Fig 3. Uncover possible mechanisms driving gene expression results. RNA-seq gene expression data from three hepatocellular carcinoma (HCC) patients was used to predict that the NONO protein is inhibited. Expression from the three patients was processed in Biomedical Genomics Workbench (BxWB) and then analyzed in QIAGEN IPA, which led to the prediction of NONO inhibition using Causal Network Analysis. Variants were also called on the transcript sequences from these patients using BxWB and analyzed using Ingenuity Variant Analysis. All three patients were found to have potentially deleterious frameshift and missense variants in the NONO gene. Data from both BxWB and Variant Analysis were exported directly to QIAGEN IPA. The three green bars in Figure 3 correspond to predicted loss of function variants for each of the patients, and the red bar indicates that the expression was upregulated in the patients, perhaps as a compensatory mechanism for loss of function. NONO has been found to be mutated in a number of cancer types.Read the full release notes
Quickly see which diseases, functions, and phenotypes are associated with differentially expressed isoforms in your RNA-seq experiment using QIAGEN IPA’s new IsoProfilerBETA. Get early access to IsoProfiler as part of Advanced Analytics.
Simply filter to determine if certain isoforms (splice variants and their products) are known to drive a disease or process. For example, Figure 1 shows isoforms driving metastatic processes in a human breast cancer RNA-seq dataset.
Fig 1. IsoProfiler results. The table displays all the isoforms that have a curated relationship to a biological function, phenotype, or disease. In this example, the table has been filtered to display the isoforms known to be involved in metastasis. This isoform of ADAM12 is upregulated in the dataset, providing an avenue of experimental inquiry – perhaps this short form is responsible for the aggressiveness of these breast cancer cells.
Fig 2. ADAM12 isoform view shows that a shorter isoform, ADAM12S, is upregulated in the breast cancer cells, with a fold change of 66.3.
Import genetic gain/loss information for a set of genes and predict the variant effect on diseases, functions, phenotypes and canonical pathways. QIAGEN IPA now supports a new data type for gain or loss of function variants that result from genome or transcriptome sequencing data.
Overlay Gain or Loss of function variant values onto genes on networks and pathways to display their effects on genes and use MAP (Molecule Activity Predictor) to compute the impact on neighboring connected genes.
Fig 3. Gain or Loss of function variants (green-colored nodes indicating loss of function variant) in genes on the ERK5 Signaling Pathway could lead to increased cell survival and decreased gene expression in this endometrioid endometrial carcinoma analysis.
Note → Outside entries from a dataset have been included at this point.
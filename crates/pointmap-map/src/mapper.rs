//! Executes resolved routes against live objects.

use std::collections::BTreeMap;
use std::fmt;
use std::sync::Arc;

use indexmap::IndexMap;
use pointmap_model::naming::CONSTRUCTOR;
use pointmap_model::{ClassIntrospector, ClassName, Instance, ModelError, Record, Value};

use crate::check_point::MappingContext;
use crate::error::{MapError, Result};
use crate::map::Map;
use crate::point::Point;
use crate::route::Route;

/// Arguments collected for one method call, keyed by parameter position.
#[derive(Debug, Default)]
struct PendingCall {
    first_route: Option<String>,
    args: BTreeMap<usize, Value>,
}

impl PendingCall {
    fn push(&mut self, route: &Route, position: usize, value: Value) {
        if self.first_route.is_none() {
            self.first_route = Some(route.fqn().to_string());
        }
        self.args.insert(position, value);
    }

    fn is_empty(&self) -> bool {
        self.args.is_empty()
    }

    /// Positional arguments up to the last routed parameter. Gaps are null;
    /// trailing parameters are left to the callee's defaults.
    fn into_args(self) -> Vec<Value> {
        let len = self.args.keys().next_back().map_or(0, |last| last + 1);
        let mut args = vec![Value::Null; len];
        for (position, value) in self.args {
            if let Some(slot) = args.get_mut(position) {
                *slot = value;
            }
        }
        args
    }
}

/// Values read from the source, sorted by how they reach the target.
#[derive(Debug, Default)]
struct Plan {
    constructor: PendingCall,
    calls: IndexMap<String, PendingCall>,
    properties: Vec<(String, String, Value)>,
}

/// Copies values from a source object to a target along a [`Map`]'s routes.
#[derive(Clone)]
pub struct Mapper {
    map: Map,
    introspector: Arc<dyn ClassIntrospector>,
}

impl Mapper {
    pub fn new(map: Map, introspector: Arc<dyn ClassIntrospector>) -> Self {
        Self { map, introspector }
    }

    pub fn map_definition(&self) -> &Map {
        &self.map
    }

    /// Builds a new `target` object from `source`.
    ///
    /// Constructor-parameter routes feed the constructor; the remaining
    /// routes are applied to the constructed record: one call per mutator
    /// method, then property writes.
    pub fn map(&self, source: &dyn Instance, target: &ClassName) -> Result<Record> {
        let span = tracing::info_span!("map", source = %source.class_name(), target = %target);
        let _guard = span.enter();

        let class = self.introspector.require(target)?;
        let mut plan = self.plan(source, target)?;
        let constructor = std::mem::take(&mut plan.constructor);
        let route = constructor.first_route.clone();
        let mut record =
            Record::construct(class, constructor.into_args()).map_err(|err| call_failed(route, err))?;
        apply(&mut record, plan)?;
        tracing::debug!("Mapped record");
        Ok(record)
    }

    /// Maps `source` onto an existing object. Constructor routes are ignored.
    pub fn map_into(&self, source: &dyn Instance, target: &mut dyn Instance) -> Result<()> {
        let target_class = target.class_name().clone();
        let span =
            tracing::info_span!("map_into", source = %source.class_name(), target = %target_class);
        let _guard = span.enter();

        let mut plan = self.plan(source, &target_class)?;
        let constructor = std::mem::take(&mut plan.constructor);
        if !constructor.is_empty() {
            tracing::debug!(
                ignored = constructor.args.len(),
                "Target already constructed, skipping constructor routes"
            );
        }
        apply(target, plan)
    }

    fn plan(&self, source: &dyn Instance, target: &ClassName) -> Result<Plan> {
        let routes = self.map.routes_for(source, target)?;
        let context = MappingContext {
            source,
            target_class: target,
        };
        let mut plan = Plan::default();
        for route in &routes {
            let Some(value) = self
                .transfer(route, &context)
                .map_err(|err| route_failed(route, err))?
            else {
                continue;
            };
            match route.target() {
                Point::Parameter(parameter) if parameter.method_name() == CONSTRUCTOR => {
                    plan.constructor.push(route, parameter.position(), value);
                }
                Point::Parameter(parameter) => {
                    plan.calls
                        .entry(parameter.method_name().to_string())
                        .or_default()
                        .push(route, parameter.position(), value);
                }
                Point::Property(property) => {
                    plan.properties.push((
                        route.fqn().to_string(),
                        property.name().to_string(),
                        value,
                    ));
                }
                Point::Method(method) => {
                    return Err(MapError::InvalidTarget {
                        fqn: method.fqn().to_string(),
                    });
                }
            }
        }
        Ok(plan)
    }

    /// Reads the source value of `route` and runs it through the route's
    /// check-points, then the map's filters. `None` means skipped.
    fn transfer(&self, route: &Route, context: &MappingContext<'_>) -> Result<Option<Value>> {
        let value = match route.source() {
            Point::Property(property) => context.source.property(property.name())?,
            Point::Method(method) => context.source.read(method.name())?,
            Point::Parameter(parameter) => {
                return Err(MapError::InvalidSource {
                    fqn: parameter.fqn().to_string(),
                });
            }
        };
        tracing::trace!(route = route.fqn(), %value, "Read source value");
        let Some(value) = route.check_points().apply(value, route, context)? else {
            return Ok(None);
        };
        self.map.filters().apply(value, route, context)
    }
}

impl fmt::Debug for Mapper {
    fn fmt(&self, f: &mut fmt::Formatter<'_>) -> fmt::Result {
        f.debug_struct("Mapper")
            .field("map", &self.map)
            .finish_non_exhaustive()
    }
}

fn apply(target: &mut dyn Instance, plan: Plan) -> Result<()> {
    for (method, call) in plan.calls {
        let route = call.first_route.clone();
        target
            .invoke(&method, call.into_args())
            .map_err(|err| call_failed(route, err))?;
    }
    for (route, property, value) in plan.properties {
        target
            .set_property(&property, value)
            .map_err(|err| call_failed(Some(route), err))?;
    }
    Ok(())
}

fn route_failed(route: &Route, err: MapError) -> MapError {
    MapError::RouteFailed {
        route: route.fqn().to_string(),
        source: Box::new(err),
    }
}

fn call_failed(route: Option<String>, err: ModelError) -> MapError {
    match route {
        Some(route) => MapError::RouteFailed {
            route,
            source: Box::new(err.into()),
        },
        None => err.into(),
    }
}

#[cfg(test)]
mod tests {
    use pointmap_model::{
        ClassDescriptor, ClassRegistry, MethodDescriptor, ParameterDescriptor, PropertyDescriptor,
    };
    use serde_json::json;

    use super::*;
    use crate::check_point::{CheckPoint, CheckPointCollection, FnCheckPoint};
    use crate::error::ErrorKind;
    use crate::map::MapBuilder;

    fn registry() -> Arc<ClassRegistry> {
        let source = ClassDescriptor::new(ClassName::new("S").unwrap())
            .with_property(PropertyDescriptor::public("x"))
            .with_property(PropertyDescriptor::public("y"))
            .with_property(PropertyDescriptor::public("z"))
            .with_method(MethodDescriptor::public("getX"));
        let target = ClassDescriptor::new(ClassName::new("T").unwrap())
            .with_property(PropertyDescriptor::public("x"))
            .with_property(PropertyDescriptor::public("y"))
            .with_property(PropertyDescriptor::public("z"))
            .with_method(
                MethodDescriptor::public("__construct")
                    .with_parameter(ParameterDescriptor::required("x")),
            )
            .with_method(
                MethodDescriptor::public("setZ")
                    .with_parameter(ParameterDescriptor::optional("flag"))
                    .with_parameter(ParameterDescriptor::required("z")),
            )
            .with_method(
                MethodDescriptor::public("update")
                    .with_parameter(ParameterDescriptor::optional("y"))
                    .with_parameter(ParameterDescriptor::optional("z")),
            );
        Arc::new(ClassRegistry::from_descriptors([source, target]).unwrap())
    }

    fn source(registry: &ClassRegistry) -> Record {
        let class = Arc::new(registry.get(&ClassName::new("S").unwrap()).unwrap().clone());
        Record::from_json(class, &json!({"x": 1, "y": 2, "z": 3})).unwrap()
    }

    fn target() -> ClassName {
        ClassName::new("T").unwrap()
    }

    #[test]
    fn routes_feed_constructor_then_mutators() {
        let registry = registry();
        let map = MapBuilder::new(registry.clone())
            .add_route_fqn("S.getX()", "T.__construct().$x", CheckPointCollection::new())
            .unwrap()
            .add_route_fqn("S.$z", "T.update().$z", CheckPointCollection::new())
            .unwrap()
            .build();
        let record = Mapper::new(map, registry.clone())
            .map(&source(&registry), &target())
            .unwrap();
        assert_eq!(record.to_json(), json!({"x": 1, "y": null, "z": 3}));
    }

    #[test]
    fn setter_value_lands_on_its_own_parameter() {
        let registry = registry();
        let map = MapBuilder::new(registry.clone())
            .add_route_fqn("S.getX()", "T.__construct().$x", CheckPointCollection::new())
            .unwrap()
            .add_route_fqn("S.$y", "T.setZ().$z", CheckPointCollection::new())
            .unwrap()
            .build();
        let record = Mapper::new(map, registry.clone())
            .map(&source(&registry), &target())
            .unwrap();
        assert_eq!(record.to_json(), json!({"x": 1, "y": null, "z": 2}));
    }

    #[test]
    fn check_points_and_filters_run_in_order() {
        let registry = registry();
        let double: Arc<dyn CheckPoint> = Arc::new(FnCheckPoint::new("double", |value, _, _| {
            Ok(json!(value.as_i64().unwrap_or_default() * 2))
        }));
        let decline: Arc<dyn CheckPoint> = Arc::new(FnCheckPoint::new("decline", |_, route, _| {
            Err(MapError::NotSupportedContext {
                handler: "decline".to_string(),
                route: route.fqn().to_string(),
            })
        }));
        let plus_one: Arc<dyn CheckPoint> = Arc::new(FnCheckPoint::new("plus_one", |value, _, _| {
            Ok(json!(value.as_i64().unwrap_or_default() + 1))
        }));
        let map = MapBuilder::new(registry.clone())
            .add_route_fqn(
                "S.getX()",
                "T.__construct().$x",
                CheckPointCollection::new().with(double).with(decline),
            )
            .unwrap()
            .add_route_fqn("S.$y", "T.$y", CheckPointCollection::new())
            .unwrap()
            .add_filter(plus_one)
            .build();
        let record = Mapper::new(map, registry.clone())
            .map(&source(&registry), &target())
            .unwrap();
        assert_eq!(record.to_json(), json!({"x": 3, "y": 3, "z": null}));
    }

    #[test]
    fn skipped_routes_leave_target_untouched() {
        let registry = registry();
        let skip: Arc<dyn CheckPoint> = Arc::new(FnCheckPoint::new("skip", |_, route, _| {
            Err(MapError::SkipRoute {
                handler: "skip".to_string(),
                route: route.fqn().to_string(),
            })
        }));
        let map = MapBuilder::new(registry.clone())
            .add_route_fqn("S.$y", "T.$y", CheckPointCollection::new().with(skip))
            .unwrap()
            .add_route_fqn("S.$z", "T.$z", CheckPointCollection::new())
            .unwrap()
            .build();
        let class = Arc::new(registry.get(&target()).unwrap().clone());
        let mut existing = Record::construct(class, vec![json!(9)]).unwrap();
        existing.set_property("y", json!("keep")).unwrap();

        Mapper::new(map, registry.clone())
            .map_into(&source(&registry), &mut existing)
            .unwrap();
        assert_eq!(existing.to_json(), json!({"x": 9, "y": "keep", "z": 3}));
    }

    #[test]
    fn check_point_errors_name_the_route() {
        let registry = registry();
        let broken: Arc<dyn CheckPoint> = Arc::new(FnCheckPoint::new("broken", |_, _, _| {
            Err(MapError::InvalidConfig("nope".to_string()))
        }));
        let map = MapBuilder::new(registry.clone())
            .add_route_fqn("S.getX()", "T.__construct().$x", CheckPointCollection::new().with(broken))
            .unwrap()
            .build();
        let err = Mapper::new(map, registry.clone())
            .map(&source(&registry), &target())
            .unwrap_err();
        assert_eq!(err.kind(), ErrorKind::InvalidOperation);
        assert!(matches!(
            err,
            MapError::RouteFailed { ref route, .. } if route == "S.getX() -> T.__construct().$x"
        ));
    }

    #[test]
    fn missing_constructor_arguments_fail() {
        let registry = registry();
        let map = MapBuilder::new(registry.clone()).build();
        let err = Mapper::new(map, registry.clone())
            .map(&source(&registry), &target())
            .unwrap_err();
        assert!(matches!(err, MapError::Model(ModelError::MissingArgument { .. })));
    }
}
Combining Gain or Loss of Function variant data with expression data unlocks the ability to investigate whether upstream regulator predictions based on expression data may in fact derive from variants that activate or inactivate the regulator itself.
Using Upstream Regulator Analysis, if there are cases where an upstream molecule has been predicted to be activated or inhibited, you can quickly discover if the gene for that regulator has a corresponding gain or loss of function variant.
Fig 4. Upstream regulator analysis of an endometrioid endometrial cancer patient (tumor vs. normal adjacent tissue). The result shows that the NFKBIA protein is predicted to be an inhibited upstream regulator AND has a likely loss of function (see red box above), which corresponds with and may explain the predicted loss of its activity as an upstream regulator.